- Directed by: John Butler
- Written by: John Butler Peter McDonald
- Produced by: Rebecca O'Flanagan Robert Walpole
- Starring: Andrew Scott Hugh O'Conor Peter McDonald Brian Gleeson Andrew Bennett Michael Legge Amy Huberman
- Cinematography: Peter Robertson
- Edited by: John O'Connor
- Music by: Stephen Rennicks
- Release dates: 10 September 2013 (Toronto); 7 March 2014;
- Running time: 94 minutes
- Country: Ireland
- Language: English
- Budget: €600,000 (estimated)

= The Stag (film) =

The Stag (known as The Bachelor Weekend in some regions) is a 2013 Irish film directed by John Butler in his feature début and written by Butler and Peter McDonald.

==Plot==
A stag weekend in the great outdoors in the west of Ireland takes some unexpected detours.

Arrow Films' synopsis of The Stag is as follows: "Self-confessed metrosexual Fionnán doesn't want a stag do, but would happily attend the Hen. Ruth, the now concerned bride-to-be (Amy Huberman), promptly persuades the, marginally more-macho, best man (Andrew Scott) to organise one. Reluctantly, he agrees but proceeds to do everything he can to stop Ruth's wildly infamous brother, known only as The Machine (Peter McDonald), coming along for their sober, walking-weekend, excuse for a stag party. But The Machine, not so easily fixed, tracks them down, and what follows is a hilarious few days in rural Ireland where the Stags find themselves lost, shot at, stoned and butt-naked. The Stag is a hilarious and heart-warming journey of friendship, fear, male bonding, and tightly fashioned squirrel skin!"

==Cast==
- Andrew Scott as Davin
- Hugh O'Conor as Fionnán
- Peter McDonald as The Machine (Richard)
- Brian Gleeson as Simon
- Andrew Bennett as Enormous Kevin
- Michael Legge as Little Kevin
- Amy Huberman as Ruth

==Release==
After being included in the line-up at the Toronto International Film Festival in September 2013, the film was released in Ireland on 7 March 2014 and 14 March in the UK. It received its US première at the 2014 Tribeca Film Festival in April.
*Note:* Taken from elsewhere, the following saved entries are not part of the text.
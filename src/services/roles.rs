use crate::{
    error::{ApiError, FieldErrors},
    models::{Role, RoleRequest, RoleUpdate},
    repository::Repository,
    services::{check_required, check_slug},
};

pub const NAME_MAX: usize = 50;
pub const SLUG_MAX: usize = 60;

const ROLE_NOT_FOUND: &str = "Not found.";

/// RoleService
///
/// CRUD over roles. Authorization happens before these calls.
pub struct RoleService<'a> {
    repo: &'a dyn Repository,
}

impl<'a> RoleService<'a> {
    pub fn new(repo: &'a dyn Repository) -> Self {
        Self { repo }
    }

    pub async fn list(&self) -> Result<Vec<Role>, ApiError> {
        Ok(self.repo.list_roles().await?)
    }

    pub async fn get(&self, id: i64) -> Result<Role, ApiError> {
        self.repo
            .get_role(id)
            .await?
            .ok_or_else(|| ApiError::not_found(ROLE_NOT_FOUND))
    }

    pub async fn create(&self, req: RoleRequest) -> Result<Role, ApiError> {
        validate(&req.name, &req.slug)?;
        let role = self.repo.create_role(req).await?;
        tracing::info!(role_id = role.id, slug = %role.slug, "role created");
        Ok(role)
    }

    pub async fn update(&self, id: i64, req: RoleUpdate) -> Result<Role, ApiError> {
        let mut role = self.get(id).await?;
        if let Some(name) = req.name {
            role.name = name;
        }
        if let Some(slug) = req.slug {
            role.slug = slug;
        }
        if let Some(description) = req.description {
            role.description = description;
        }
        validate(&role.name, &role.slug)?;

        let role = self.repo.update_role(&role).await?;
        tracing::info!(role_id = role.id, "role updated");
        Ok(role)
    }

    /// Users holding the role keep existing with no role.
    pub async fn delete(&self, id: i64) -> Result<(), ApiError> {
        if !self.repo.delete_role(id).await? {
            return Err(ApiError::not_found(ROLE_NOT_FOUND));
        }
        tracing::info!(role_id = id, "role deleted");
        Ok(())
    }
}

fn validate(name: &str, slug: &str) -> Result<(), ApiError> {
    let mut errors = FieldErrors::new();
    check_required(&mut errors, "name", name, NAME_MAX);
    check_slug(&mut errors, "slug", slug, SLUG_MAX);
    errors.into_result()
}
For the US release the film was retitled The Bachelor Weekend.

==Reception ==
 Metacritic, which uses a weighted average, assigned the film a score of 57 out of 100, based on six critics, indicating "mixed or average" reviews.

Mark Kermode gave the film 3/5 stars.

Ryan McNeil described it as 'an unexpected gem' with 'some of the most honest performances you're likely to see, and more brains, heart, and courage than any Hollywood comedy dare put forward.'

==Awards==
The Stag has been nominated for Best Irish Film at the 11th Irish Film & Television Awards.